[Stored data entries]
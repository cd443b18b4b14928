//! Sediment exchange with the bed and transport along the flow.

use glam::Vec2;

use super::ErosionEngine;
use crate::sampler;

impl ErosionEngine {
    /// Erode terrain into suspension where flow is under capacity, settle
    /// the excess back onto the bed where it is over.
    ///
    /// Carrying capacity follows speed times bed slope with a small floor,
    /// so slow flow over flat ground still carries a trace. The boundary
    /// margin and the drainage zone never exchange material.
    pub(crate) fn erode_and_deposit(&mut self, terrain: &mut [f32], dt: f32, rate_multiplier: f32) {
        let width = self.width;
        let capacity_factor = self.params.capacity_factor;
        let capacity_scale = self.params.capacity_scale;
        let min_capacity = self.params.min_capacity;
        let dissolve_rate = self.params.dissolve_rate;
        let deposit_rate = self.params.deposit_rate;
        let min_height = self.params.min_height;
        let max_height = self.params.max_height;
        let max_erosion = self.params.max_erosion_per_step;
        let max_deposit = self.params.max_deposit_per_step;

        let y_end = self.drain_start_row().min(self.height - 1);

        for y in 1..y_end {
            for x in 1..width - 1 {
                let idx = y * width + x;

                let speed = Vec2::new(self.velocity_x[idx], self.velocity_y[idx]).length();

                // Bed slope magnitude from central differences
                let slope_x = (terrain[idx + 1] - terrain[idx - 1]) * 0.5;
                let slope_y = (terrain[idx + width] - terrain[idx - width]) * 0.5;
                let slope = (slope_x * slope_x + slope_y * slope_y).sqrt();

                let capacity =
                    (capacity_factor * speed * slope * capacity_scale).max(min_capacity);
                let suspended = self.sediment[idx];

                if capacity > suspended {
                    // Scour the bed, but never below the floor and never
                    // more than one step's cap
                    let eroded = (dissolve_rate * (capacity - suspended) * dt * rate_multiplier)
                        .min(max_erosion)
                        .min(terrain[idx] - min_height)
                        .max(0.0);
                    terrain[idx] -= eroded;
                    self.sediment[idx] = suspended + eroded;
                } else {
                    // Settle the excess, but never above the ceiling and
                    // never more sediment than is actually suspended
                    let settled = (deposit_rate * (suspended - capacity) * dt)
                        .min(max_deposit)
                        .min(suspended)
                        .min(max_height - terrain[idx])
                        .max(0.0);
                    terrain[idx] += settled;
                    self.sediment[idx] = suspended - settled;
                }
            }
        }
    }

    /// Semi-Lagrangian transport: backtrace each interior cell along the
    /// velocity field and sample the pre-step sediment there.
    pub(crate) fn advect_sediment(&mut self, dt: f32) {
        let width = self.width;
        let height = self.height;

        self.sediment_scratch.fill(0.0);

        for y in 1..height - 1 {
            for x in 1..width - 1 {
                let idx = y * width + x;
                let source = Vec2::new(
                    x as f32 - self.velocity_x[idx] * dt,
                    y as f32 - self.velocity_y[idx] * dt,
                );
                self.sediment_scratch[idx] = sampler::sample(&self.sediment, width, height, source);
            }
        }

        std::mem::swap(&mut self.sediment, &mut self.sediment_scratch);
    }
}
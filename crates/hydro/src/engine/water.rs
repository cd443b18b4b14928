//! Water pipeline: rainfall, pipe flux, depth and velocity update,
//! evaporation.
//!
//! Flow follows the virtual pipe model: each cell stores four outgoing
//! fluxes driven by hydrostatic pressure differentials against its
//! neighbors, rescaled so a cell can never ship more water than it holds.

use super::ErosionEngine;

impl ErosionEngine {
    /// Inject rain volume over the source region near the y = 0 edge.
    pub(crate) fn apply_rainfall(&mut self, dt: f32, flow_rate: f32) {
        let volume = flow_rate * dt * self.params.source_intensity;
        if volume <= 0.0 {
            return;
        }

        let (x0, x1) = self.source_span();
        let y_end = (1 + self.params.source_rows).min(self.height - 1);
        for y in 1..y_end {
            for x in x0..x1 {
                let idx = self.idx(x, y);
                self.water[idx] += volume;
            }
        }
    }

    /// Update the four directional fluxes from pressure differentials,
    /// then rescale each cell's outflow so one step cannot ship more
    /// volume than the cell stores. Boundary cells carry no flux.
    pub(crate) fn update_flux(&mut self, terrain: &[f32], dt: f32) {
        let width = self.width;
        let height = self.height;
        let cell_area = self.params.cell_area;
        // Pipe gain: cross section * gravity / pipe length
        let gain = cell_area * self.params.gravity / self.params.pipe_length;

        for y in 1..height - 1 {
            for x in 1..width - 1 {
                let idx = self.idx(x, y);
                let surface = terrain[idx] + self.water[idx];

                // Only positive heads pump flux; adverse gradients leave
                // the stored flux to be ground down by the volume limit.
                let head_left = (surface - terrain[idx - 1] - self.water[idx - 1]).max(0.0);
                let head_right = (surface - terrain[idx + 1] - self.water[idx + 1]).max(0.0);
                let head_up = (surface - terrain[idx - width] - self.water[idx - width]).max(0.0);
                let head_down = (surface - terrain[idx + width] - self.water[idx + width]).max(0.0);

                let flux_left = (self.flux_left[idx] + dt * gain * head_left).max(0.0);
                let flux_right = (self.flux_right[idx] + dt * gain * head_right).max(0.0);
                let flux_up = (self.flux_up[idx] + dt * gain * head_up).max(0.0);
                let flux_down = (self.flux_down[idx] + dt * gain * head_down).max(0.0);

                // Volume limit: total outflow this step must fit in the cell
                let outflow = (flux_left + flux_right + flux_up + flux_down) * dt;
                let available = self.water[idx] * cell_area;
                let scale = if outflow > available {
                    available / outflow
                } else {
                    1.0
                };

                self.flux_left[idx] = flux_left * scale;
                self.flux_right[idx] = flux_right * scale;
                self.flux_up[idx] = flux_up * scale;
                self.flux_down[idx] = flux_down * scale;
            }
        }

        // Closed outer ring: no flux enters or leaves through the margin
        for x in 0..width {
            let top = self.idx(x, 0);
            let bottom = self.idx(x, height - 1);
            self.flux_left[top] = 0.0;
            self.flux_right[top] = 0.0;
            self.flux_up[top] = 0.0;
            self.flux_down[top] = 0.0;
            self.flux_left[bottom] = 0.0;
            self.flux_right[bottom] = 0.0;
            self.flux_up[bottom] = 0.0;
            self.flux_down[bottom] = 0.0;
        }
        for y in 0..height {
            let left = self.idx(0, y);
            let right = self.idx(width - 1, y);
            self.flux_left[left] = 0.0;
            self.flux_right[left] = 0.0;
            self.flux_up[left] = 0.0;
            self.flux_down[left] = 0.0;
            self.flux_left[right] = 0.0;
            self.flux_right[right] = 0.0;
            self.flux_up[right] = 0.0;
            self.flux_down[right] = 0.0;
        }
    }

    /// Apply net flux to water depths, then derive cell-center velocities
    /// from the mean throughflow on each axis.
    pub(crate) fn update_water_and_velocity(&mut self, dt: f32) {
        let width = self.width;
        let height = self.height;
        let cell_area = self.params.cell_area;
        let damping = self.params.velocity_damping;
        let min_water = self.params.min_water;

        for y in 1..height - 1 {
            for x in 1..width - 1 {
                let idx = self.idx(x, y);
                let left = idx - 1;
                let right = idx + 1;
                let up = idx - width;
                let down = idx + width;

                let inflow = self.flux_right[left]
                    + self.flux_left[right]
                    + self.flux_down[up]
                    + self.flux_up[down];
                let outflow = self.flux_left[idx]
                    + self.flux_right[idx]
                    + self.flux_up[idx]
                    + self.flux_down[idx];

                let depth = (self.water[idx] + dt * (inflow - outflow) / cell_area).max(0.0);
                self.water[idx] = depth;

                // Mean throughflow across the two faces on each axis
                let flow_x = 0.5
                    * (self.flux_right[left] - self.flux_left[idx] + self.flux_right[idx]
                        - self.flux_left[right]);
                let flow_y = 0.5
                    * (self.flux_down[up] - self.flux_up[idx] + self.flux_down[idx]
                        - self.flux_up[down]);

                // Velocity is undefined in a near-dry cell; snap it to rest
                if depth > min_water {
                    self.velocity_x[idx] = damping * flow_x / (cell_area * depth);
                    self.velocity_y[idx] = damping * flow_y / (cell_area * depth);
                } else {
                    self.velocity_x[idx] = 0.0;
                    self.velocity_y[idx] = 0.0;
                }
            }
        }

        // The margin never flows
        for x in 0..width {
            let top = self.idx(x, 0);
            let bottom = self.idx(x, height - 1);
            self.velocity_x[top] = 0.0;
            self.velocity_y[top] = 0.0;
            self.velocity_x[bottom] = 0.0;
            self.velocity_y[bottom] = 0.0;
        }
        for y in 0..height {
            let left = self.idx(0, y);
            let right = self.idx(width - 1, y);
            self.velocity_x[left] = 0.0;
            self.velocity_y[left] = 0.0;
            self.velocity_x[right] = 0.0;
            self.velocity_y[right] = 0.0;
        }
    }

    /// Scale water down by the evaporation rate and snap trace depths
    /// to zero so they cannot linger forever.
    pub(crate) fn apply_evaporation(&mut self, dt: f32) {
        let keep = (1.0 - self.params.evaporation_rate * dt).max(0.0);
        let min_water = self.params.min_water;

        for depth in &mut self.water {
            *depth *= keep;
            if *depth < min_water {
                *depth = 0.0;
            }
        }
    }
}
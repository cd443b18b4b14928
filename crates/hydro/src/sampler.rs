//! Bilinear sampling of flat row-major scalar fields.
//!
//! Shared by the sediment advection step (reading the pre-step field at a
//! backtraced position) and by hosts querying ground elevation at continuous
//! coordinates for placement.

use glam::Vec2;

/// Bilinearly interpolate `field` at a fractional grid position.
///
/// Positions are in cell units with `(0, 0)` at the first cell center.
/// Valid range is `[0, width-1) x [0, height-1)`; anything outside it,
/// including exactly the last row or column, returns 0.0 rather than
/// clamping to the nearest edge value. Integer positions inside the range
/// return the cell value exactly.
pub fn sample(field: &[f32], width: usize, height: usize, pos: Vec2) -> f32 {
    if width < 2 || height < 2 {
        return 0.0;
    }
    if pos.x < 0.0 || pos.y < 0.0 {
        return 0.0;
    }
    if pos.x >= (width - 1) as f32 || pos.y >= (height - 1) as f32 {
        return 0.0;
    }

    let x0 = pos.x.floor() as usize;
    let y0 = pos.y.floor() as usize;
    let x1 = x0 + 1;
    let y1 = y0 + 1;

    let sx = pos.x - x0 as f32;
    let sy = pos.y - y0 as f32;

    let v00 = field[y0 * width + x0];
    let v10 = field[y0 * width + x1];
    let v01 = field[y1 * width + x0];
    let v11 = field[y1 * width + x1];

    let v0 = v00 * (1.0 - sx) + v10 * sx;
    let v1 = v01 * (1.0 - sx) + v11 * sx;

    v0 * (1.0 - sy) + v1 * sy
}
//! Erosion channel diagnostic - rains on a procedural valley and watches it drain
//!
//! PASS CRITERIA:
//! 1. Rain water must cross the grid and reach the lower half
//! 2. Flow must suspend sediment somewhere along the run
//! 3. Terrain must stay inside its height clamps
//! 4. Water volume must fall once the rain stops
//!
//! Run with: cargo run --example erosion_diagnostic -p hydro --release

use hydro::{generate_terrain, ErosionEngine, TerrainConfig, Vec2};

fn main() {
    env_logger::init();

    println!("╔══════════════════════════════════════════════════════════════╗");
    println!("║              EROSION CHANNEL DIAGNOSTIC                      ║");
    println!("╚══════════════════════════════════════════════════════════════╝\n");

    let width = 48;
    let height = 48;
    let dt = 1.0 / 120.0;
    let flow_rate = 1.5;
    let rain_frames = 450;
    let total_frames = 700;

    let mut engine = ErosionEngine::new(width, height);
    let mut terrain = generate_terrain(width, height, &TerrainConfig::default());

    let initial_terrain_total: f32 = terrain.iter().sum();
    println!("Grid: {}x{} = {} cells", width, height, width * height);
    println!(
        "Terrain: min={:.3}, max={:.3}, total={:.1}",
        terrain.iter().cloned().fold(f32::MAX, f32::min),
        terrain.iter().cloned().fold(f32::MIN, f32::max),
        initial_terrain_total
    );
    println!(
        "Raining {} of {} frames ({:.1}s of simulation at {:.0} Hz)\n",
        rain_frames,
        total_frames,
        total_frames as f32 * dt,
        1.0 / dt
    );

    // Track metrics over time
    let mut peak_volume = 0.0f32;
    let mut peak_sediment = 0.0f32;
    let mut peak_speed = 0.0f32;
    let mut reached_lower_half = 0.0f32;
    let mut volume_at_rain_stop = 0.0f32;

    println!(
        "{:>6} {:>10} {:>10} {:>9} {:>9} {:>9} {:>9}",
        "Frame", "Volume", "Sediment", "MaxSpeed", "WetCells", "TerrMin", "TerrMax"
    );
    println!("{}", "-".repeat(68));

    for frame in 0..total_frames {
        let raining = frame < rain_frames;
        engine
            .simulate(&mut terrain, dt, flow_rate, raining, 1.0)
            .unwrap();

        let volume = engine.total_water_volume();
        let sediment_total: f32 = engine.sediment.iter().sum();
        let max_speed = engine
            .velocity_x
            .iter()
            .zip(&engine.velocity_y)
            .map(|(&vx, &vy)| Vec2::new(vx, vy).length())
            .fold(0.0f32, f32::max);
        let wet_cells = engine.water.iter().filter(|&&w| w > 0.0).count();
        let lower_half: f32 = engine.water[(height / 2) * width..].iter().sum();

        peak_volume = peak_volume.max(volume);
        peak_sediment = peak_sediment.max(sediment_total);
        peak_speed = peak_speed.max(max_speed);
        reached_lower_half = reached_lower_half.max(lower_half);
        if frame == rain_frames - 1 {
            volume_at_rain_stop = volume;
        }

        if frame % 60 == 0 || frame == total_frames - 1 {
            let terr_min = terrain.iter().cloned().fold(f32::MAX, f32::min);
            let terr_max = terrain.iter().cloned().fold(f32::MIN, f32::max);
            println!(
                "{:>6} {:>10.4} {:>10.5} {:>9.4} {:>9} {:>9.3} {:>9.3}",
                frame, volume, sediment_total, max_speed, wet_cells, terr_min, terr_max
            );
        }
    }

    // Analyze results
    println!("\n╔══════════════════════════════════════════════════════════════╗");
    println!("║                        RESULTS                               ║");
    println!("╚══════════════════════════════════════════════════════════════╝\n");

    println!("TEST 1: Water crosses into the lower half of the grid");
    println!(
        "  Peak total volume: {:.4}, peak lower-half water: {:.5}",
        peak_volume, reached_lower_half
    );
    if reached_lower_half > 0.0 {
        println!("  ✅ PASS: Rain flowed downslope toward the drain");
    } else {
        println!("  ❌ FAIL: Water never left the source half");
    }

    println!("\nTEST 2: Flow suspends sediment");
    println!(
        "  Peak suspended load: {:.5}, peak flow speed: {:.4}",
        peak_sediment, peak_speed
    );
    if peak_sediment > 0.0 && peak_speed > 0.0 {
        println!("  ✅ PASS: The channel is eroding");
    } else {
        println!("  ❌ FAIL: No erosion developed");
    }

    println!("\nTEST 3: Terrain stays inside its clamps");
    let terr_min = terrain.iter().cloned().fold(f32::MAX, f32::min);
    let terr_max = terrain.iter().cloned().fold(f32::MIN, f32::max);
    let min_ok = terr_min >= engine.params.min_height - 1e-4;
    let max_ok = terr_max <= engine.params.max_height + 1e-4;
    println!(
        "  Final range: [{:.3}, {:.3}] inside [{:.3}, {:.3}]",
        terr_min, terr_max, engine.params.min_height, engine.params.max_height
    );
    if min_ok && max_ok {
        println!("  ✅ PASS: Clamps held");
    } else {
        println!("  ❌ FAIL: Terrain escaped its height limits");
    }

    println!("\nTEST 4: The grid drains once the rain stops");
    let final_volume = engine.total_water_volume();
    println!(
        "  Volume at rain stop: {:.4}, final volume: {:.4}",
        volume_at_rain_stop, final_volume
    );
    if final_volume < volume_at_rain_stop * 0.8 {
        println!("  ✅ PASS: Drain and evaporation are emptying the grid");
    } else {
        println!("  ⚠️  WARN: Water is pooling instead of draining");
    }

    let terrain_total: f32 = terrain.iter().sum();
    println!(
        "\nNet terrain change: {:+.4} ({:.1} -> {:.1})",
        terrain_total - initial_terrain_total,
        initial_terrain_total,
        terrain_total
    );

    // Final verdict
    println!("\n╔══════════════════════════════════════════════════════════════╗");
    let all_pass = reached_lower_half > 0.0 && peak_sediment > 0.0 && min_ok && max_ok;
    if all_pass {
        println!("║                    ✅ ALL TESTS PASSED                       ║");
    } else {
        println!("║                    ❌ TESTS FAILED                           ║");
    }
    println!("╚══════════════════════════════════════════════════════════════╝");

    // Profile down the valley center for a quick visual check
    println!("\n=== Center column profile (terrain / water) ===");
    let x = width / 2;
    for y in (0..height).step_by(6) {
        let idx = engine.idx(x, y);
        println!(
            "  y={:>2}: bed={:.3}  water={:.4}",
            y, terrain[idx], engine.water[idx]
        );
    }
}
//! Physical constants for the erosion solver.
//!
//! ## Unit Conventions
//!
//! The grid is its own unit system: one cell is one unit of length, so
//! `CELL_AREA` and `PIPE_LENGTH` are 1.0 and terrain/water heights live in
//! the same unit. Rates (`EVAPORATION_RATE`, `SMOOTH_RATE`) are per second
//! and get multiplied by the frame delta; per-step caps
//! (`MAX_EROSION_PER_STEP`, `MAX_DEPOSIT_PER_STEP`) are absolute heights.

/// Gravity acceleration magnitude (m/s^2)
pub const GRAVITY: f32 = 9.81;

// =============================================================================
// PIPE MODEL - flux update and velocity derivation
// =============================================================================

/// Virtual pipe length between neighboring cell centers (grid units)
pub const PIPE_LENGTH: f32 = 1.0;

/// Cell footprint area (grid units^2)
pub const CELL_AREA: f32 = 1.0;

/// Per-step velocity damping factor
pub const VELOCITY_DAMPING: f32 = 0.98;

// =============================================================================
// SEDIMENT TRANSPORT - carrying capacity, erosion, deposition
// =============================================================================

/// Sediment capacity coefficient (dimensionless)
pub const CAPACITY_FACTOR: f32 = 1.0;

/// Scale applied to speed * slope when computing capacity
pub const CAPACITY_SCALE: f32 = 0.1;

/// Capacity floor so slow flow over flat ground still carries a trace
pub const MIN_CAPACITY: f32 = 1e-4;

/// Rate at which terrain dissolves into under-capacity flow (1/s)
pub const DISSOLVE_RATE: f32 = 0.5;

/// Rate at which excess sediment settles out of flow (1/s)
pub const DEPOSIT_RATE: f32 = 0.5;

/// Maximum terrain height removed by erosion in one step
pub const MAX_EROSION_PER_STEP: f32 = 0.01;

/// Maximum terrain height added by deposition in one step
pub const MAX_DEPOSIT_PER_STEP: f32 = 0.01;

// =============================================================================
// WATER BUDGET - evaporation and dry-cell snapping
// =============================================================================

/// Evaporation rate (fraction of depth per second)
pub const EVAPORATION_RATE: f32 = 0.015;

/// Water depths below this snap to zero
pub const MIN_WATER: f32 = 1e-4;

// =============================================================================
// TERRAIN LIMITS - height clamps and smoothing
// =============================================================================

/// Lowest terrain height erosion may carve to
pub const MIN_TERRAIN_HEIGHT: f32 = 0.01;

/// Highest terrain height deposition may build to
pub const MAX_TERRAIN_HEIGHT: f32 = 1.5;

/// Base smoothing rate toward the 4-neighbor mean (1/s)
pub const SMOOTH_RATE: f32 = 1.25;

/// Additional smoothing rate at full wetness (1/s)
pub const SMOOTH_WET_BOOST: f32 = 6.0;

/// Water depth at which the wet smoothing boost saturates
pub const SMOOTH_WET_DEPTH: f32 = 0.1;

> **Work request**
Only the lines containing the string "bottom" are needed; pull them out of the records.

> **Finished task**
            let bottom = self.idx(x, height - 1);
            self.flux_left[bottom] = 0.0;
            self.flux_right[bottom] = 0.0;
            self.flux_up[bottom] = 0.0;
            self.flux_down[bottom] = 0.0;
            let bottom = self.idx(x, height - 1);
            self.velocity_x[bottom] = 0.0;
            self.velocity_y[bottom] = 0.0;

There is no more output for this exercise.